§ Task to carry out: Take every line from the data that has the word "attached" in it.

§ Records provided:
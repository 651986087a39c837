//! Ball effect library
//!
//! Every effect is a variant of one closed enum. The ball forwards its
//! brick/paddle hits and its per-tick update to each attached effect in
//! attachment order. Effects never touch controller-owned state directly:
//! brick damage goes through `EffectContext::damage_brick`, and new balls and
//! extra lives are queued on `MatchRequests` for the controller to apply.

use glam::Vec2;
use rand::Rng;
use serde::{Deserialize, Serialize};

use super::SimRng;
use super::ball::Ball;
use super::brick::{Brick, DamageOutcome};
use super::paddle::Paddle;
use super::schedule::TimedEffect;
use crate::StageError;
use crate::rotate_degrees;
use crate::tuning::FieldConfig;

/// Stable identifier for each effect variant (UI feedback, logging)
#[derive(Debug, Clone, Copy, PartialEq, Eq, Hash, Serialize, Deserialize)]
pub enum EffectKind {
    Critical,
    Explode,
    Grow,
    Homing,
    Lifegain,
    Magnet,
    Multiply,
    Pierce,
    RandomAngle,
    Reflect,
    Stick,
    Teleport,
}

impl EffectKind {
    pub const ALL: [EffectKind; 12] = [
        EffectKind::Critical,
        EffectKind::Explode,
        EffectKind::Grow,
        EffectKind::Homing,
        EffectKind::Lifegain,
        EffectKind::Magnet,
        EffectKind::Multiply,
        EffectKind::Pierce,
        EffectKind::RandomAngle,
        EffectKind::Reflect,
        EffectKind::Stick,
        EffectKind::Teleport,
    ];

    pub fn as_str(&self) -> &'static str {
        match self {
            EffectKind::Critical => "Critical",
            EffectKind::Explode => "Explode",
            EffectKind::Grow => "Grow",
            EffectKind::Homing => "Homing",
            EffectKind::Lifegain => "Lifegain",
            EffectKind::Magnet => "Magnet",
            EffectKind::Multiply => "Multiply",
            EffectKind::Pierce => "Pierce",
            EffectKind::RandomAngle => "RandomAngle",
            EffectKind::Reflect => "Reflect",
            EffectKind::Stick => "Stick",
            EffectKind::Teleport => "Teleport",
        }
    }
}

/// A gameplay-modifying rule attached to a ball
#[derive(Debug, Clone, PartialEq, Serialize, Deserialize)]
#[serde(tag = "kind")]
pub enum Effect {
    /// Extra hit for double the ball's damage
    Critical { chance: f32 },
    /// Damage every active brick near the struck one
    Explode { chance: f32, radius_multiplier: f32 },
    /// Temporarily scale the ball up
    Grow { chance: f32, scale: f32, duration: f32 },
    Homing { chance: f32, duration: f32 },
    Lifegain { chance: f32 },
    Magnet { chance: f32, duration: f32 },
    /// Spawn a second ball deflected 25-45 degrees off the current heading
    Multiply { chance: f32 },
    /// Extra hit, then pass through that brick from now on
    Pierce { chance: f32 },
    /// New heading anywhere in 0-360 degrees (brick or paddle hit)
    RandomAngle { chance: f32 },
    /// One-shot bounce off the killzone (paddle hit)
    Reflect { chance: f32 },
    /// Re-attach to the paddle (paddle hit)
    Stick { chance: f32 },
    /// Jump to a random spot in the upper half of the field every `interval` seconds
    Teleport {
        interval: f32,
        #[serde(default)]
        elapsed: f32,
    },
}

impl Effect {
    /// The effect as tuned in the stock sigil assets
    pub fn preset(kind: EffectKind) -> Self {
        match kind {
            EffectKind::Critical => Effect::Critical { chance: 0.25 },
            EffectKind::Explode => Effect::Explode {
                chance: 0.10,
                radius_multiplier: 4.0,
            },
            EffectKind::Grow => Effect::Grow {
                chance: 0.10,
                scale: 2.0,
                duration: 4.0,
            },
            EffectKind::Homing => Effect::Homing {
                chance: 0.20,
                duration: 5.0,
            },
            EffectKind::Lifegain => Effect::Lifegain { chance: 0.5 },
            EffectKind::Magnet => Effect::Magnet {
                chance: 0.10,
                duration: 5.0,
            },
            EffectKind::Multiply => Effect::Multiply { chance: 0.05 },
            EffectKind::Pierce => Effect::Pierce { chance: 0.25 },
            EffectKind::RandomAngle => Effect::RandomAngle { chance: 0.25 },
            EffectKind::Reflect => Effect::Reflect { chance: 0.05 },
            EffectKind::Stick => Effect::Stick { chance: 0.25 },
            EffectKind::Teleport => Effect::Teleport {
                interval: 10.0,
                elapsed: 0.0,
            },
        }
    }

    pub fn kind(&self) -> EffectKind {
        match self {
            Effect::Critical { .. } => EffectKind::Critical,
            Effect::Explode { .. } => EffectKind::Explode,
            Effect::Grow { .. } => EffectKind::Grow,
            Effect::Homing { .. } => EffectKind::Homing,
            Effect::Lifegain { .. } => EffectKind::Lifegain,
            Effect::Magnet { .. } => EffectKind::Magnet,
            Effect::Multiply { .. } => EffectKind::Multiply,
            Effect::Pierce { .. } => EffectKind::Pierce,
            Effect::RandomAngle { .. } => EffectKind::RandomAngle,
            Effect::Reflect { .. } => EffectKind::Reflect,
            Effect::Stick { .. } => EffectKind::Stick,
            Effect::Teleport { .. } => EffectKind::Teleport,
        }
    }

    /// Activation chance, if the effect is chance-based
    pub fn chance(&self) -> Option<f32> {
        match *self {
            Effect::Critical { chance }
            | Effect::Explode { chance, .. }
            | Effect::Grow { chance, .. }
            | Effect::Homing { chance, .. }
            | Effect::Lifegain { chance }
            | Effect::Magnet { chance, .. }
            | Effect::Multiply { chance }
            | Effect::Pierce { chance }
            | Effect::RandomAngle { chance }
            | Effect::Reflect { chance }
            | Effect::Stick { chance } => Some(chance),
            Effect::Teleport { .. } => None,
        }
    }

    /// Reject tunings the simulation cannot honor
    pub fn validate(&self) -> Result<(), StageError> {
        let name = self.kind().as_str();
        if let Some(chance) = self.chance() {
            if !(0.0..=1.0).contains(&chance) {
                return Err(StageError::InvalidChance {
                    effect: name,
                    chance,
                });
            }
        }
        let duration = match *self {
            Effect::Grow { duration, .. }
            | Effect::Homing { duration, .. }
            | Effect::Magnet { duration, .. } => Some(duration),
            Effect::Teleport { interval, .. } => Some(interval),
            _ => None,
        };
        match duration {
            Some(duration) if !(duration > 0.0) => Err(StageError::InvalidDuration {
                effect: name,
                duration,
            }),
            _ => Ok(()),
        }
    }

    /// Ball struck the brick at index `brick` of `ctx.bricks`
    pub fn on_hit_brick(&mut self, ball: &mut Ball, brick: usize, ctx: &mut EffectContext<'_>) {
        match *self {
            Effect::Critical { chance } => {
                if ctx.roll(chance) {
                    ctx.damage_brick(brick, ball.damage * 2.0);
                    ctx.trigger(EffectKind::Critical);
                }
            }
            Effect::Explode {
                chance,
                radius_multiplier,
            } => {
                if ctx.roll(chance) {
                    let radius = ball.collision_radius() * radius_multiplier;
                    ctx.explode(brick, radius, ball.damage);
                    ctx.trigger(EffectKind::Explode);
                }
            }
            Effect::Grow {
                chance,
                scale,
                duration,
            } => {
                // One grown state per ball at a time
                if ball.is_grown {
                    return;
                }
                if ctx.roll(chance) {
                    let timed = TimedEffect::Grow {
                        original: ball.scale,
                        grown: ball.scale * scale,
                    };
                    ball.apply_temporary_effect(timed, duration);
                    ctx.trigger(EffectKind::Grow);
                }
            }
            Effect::Homing { chance, duration } => {
                if ctx.roll(chance) {
                    ball.apply_temporary_effect(TimedEffect::Homing, duration);
                    ctx.trigger(EffectKind::Homing);
                }
            }
            Effect::Lifegain { chance } => {
                if ctx.roll(chance) {
                    ctx.requests.lives_gained += 1;
                    ctx.trigger(EffectKind::Lifegain);
                }
            }
            Effect::Magnet { chance, duration } => {
                if ctx.roll(chance) {
                    ball.apply_temporary_effect(TimedEffect::Magnet, duration);
                    ctx.trigger(EffectKind::Magnet);
                }
            }
            Effect::Multiply { chance } => {
                if ctx.roll(chance) {
                    let angle = ctx.rng.random_range(25.0..=45.0);
                    let sign = if ctx.rng.random_bool(0.5) { 1.0 } else { -1.0 };
                    let vel = multiply_velocity(ball.vel, angle * sign, ball.speed);
                    ctx.requests.clones.push(vel);
                    ctx.trigger(EffectKind::Multiply);
                }
            }
            Effect::Pierce { chance } => {
                if ctx.roll(chance) {
                    ctx.damage_brick(brick, ball.damage);
                    if let Some(id) = ctx.bricks.get(brick).map(|b| b.id) {
                        ball.pass_through.insert(id);
                    }
                    ctx.trigger(EffectKind::Pierce);
                }
            }
            Effect::RandomAngle { chance } => randomize_angle(ball, chance, ctx),
            Effect::Reflect { .. } | Effect::Stick { .. } | Effect::Teleport { .. } => {}
        }
    }

    pub fn on_hit_paddle(&mut self, ball: &mut Ball, ctx: &mut EffectContext<'_>) {
        match *self {
            Effect::Stick { chance } => {
                if ctx.roll(chance) {
                    ball.stick_to_paddle();
                    ctx.trigger(EffectKind::Stick);
                }
            }
            Effect::Reflect { chance } => {
                if ctx.roll(chance) {
                    ball.has_killzone_reflect = true;
                    log::debug!("Ball {} granted killzone reflect", ball.id);
                    ctx.trigger(EffectKind::Reflect);
                }
            }
            Effect::RandomAngle { chance } => randomize_angle(ball, chance, ctx),
            _ => {}
        }
    }

    pub fn on_tick(&mut self, ball: &mut Ball, ctx: &mut EffectContext<'_>) {
        if let Effect::Teleport { interval, elapsed } = self {
            *elapsed += ctx.dt;
            // An attached ball snaps back to the paddle, so the jump waits for launch
            if *elapsed >= *interval && ball.is_launched {
                ball.pos = ctx.field.random_upper_point(&mut *ctx.rng, ball.collision_radius());
                *elapsed = 0.0;
                ctx.trigger(EffectKind::Teleport);
            }
        }
    }
}

fn randomize_angle(ball: &mut Ball, chance: f32, ctx: &mut EffectContext<'_>) {
    if ctx.roll(chance) {
        let angle: f32 = ctx.rng.random_range(0.0..360.0);
        ball.set_velocity(rotate_degrees(Vec2::X, angle) * ball.speed);
        ctx.trigger(EffectKind::RandomAngle);
    }
}

/// Clone heading: the current direction turned clockwise by `angle_deg`, at `speed`
pub fn multiply_velocity(vel: Vec2, angle_deg: f32, speed: f32) -> Vec2 {
    let dir = vel.try_normalize().unwrap_or(Vec2::Y);
    rotate_degrees(dir, -angle_deg) * speed
}

/// Mutation requests effects hand back to the match controller
#[derive(Debug, Default)]
pub struct MatchRequests {
    /// Every brick damaged this tick with what it took
    pub brick_hits: Vec<(u32, DamageOutcome)>,
    /// Multiply velocities waiting for the current ball to clone itself
    pub clones: Vec<Vec2>,
    /// Fully built balls waiting for an id and registration
    pub spawns: Vec<Ball>,
    pub lives_gained: u32,
    pub triggered: Vec<EffectKind>,
}

/// What an effect hook may see and touch during one dispatch
pub struct EffectContext<'a> {
    pub bricks: &'a mut [Brick],
    pub paddle: &'a Paddle,
    pub field: &'a FieldConfig,
    pub rng: &'a mut SimRng,
    pub dt: f32,
    pub requests: &'a mut MatchRequests,
}

impl EffectContext<'_> {
    /// Uniform draw in [0, 1) compared against `chance`
    pub fn roll(&mut self, chance: f32) -> bool {
        self.rng.random::<f32>() < chance
    }

    /// Damage a brick by index, reporting any unit hits to the controller
    pub fn damage_brick(&mut self, index: usize, amount: f32) -> DamageOutcome {
        let Some(brick) = self.bricks.get_mut(index) else {
            log::warn!("Damage requested for missing brick index {}", index);
            return DamageOutcome::default();
        };
        let outcome = brick.take_damage(amount);
        if outcome.hits > 0 {
            self.requests.brick_hits.push((brick.id, outcome));
        }
        outcome
    }

    /// Damage every active brick within `radius` of the struck brick's center,
    /// the struck brick included
    fn explode(&mut self, struck: usize, radius: f32, damage: f32) {
        let Some(center) = self.bricks.get(struck).map(|b| b.pos) else {
            return;
        };
        for index in 0..self.bricks.len() {
            let brick = &self.bricks[index];
            if brick.active && brick.distance_to(center) <= radius {
                self.damage_brick(index, damage);
            }
        }
    }

    fn trigger(&mut self, kind: EffectKind) {
        log::debug!("Effect triggered: {}", kind.as_str());
        self.requests.triggered.push(kind);
    }
}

§ Result below:
//! brick/paddle hits and its per-tick update to each attached effect in
/// A gameplay-modifying rule attached to a ball
            // An attached ball snaps back to the paddle, so the jump waits for launch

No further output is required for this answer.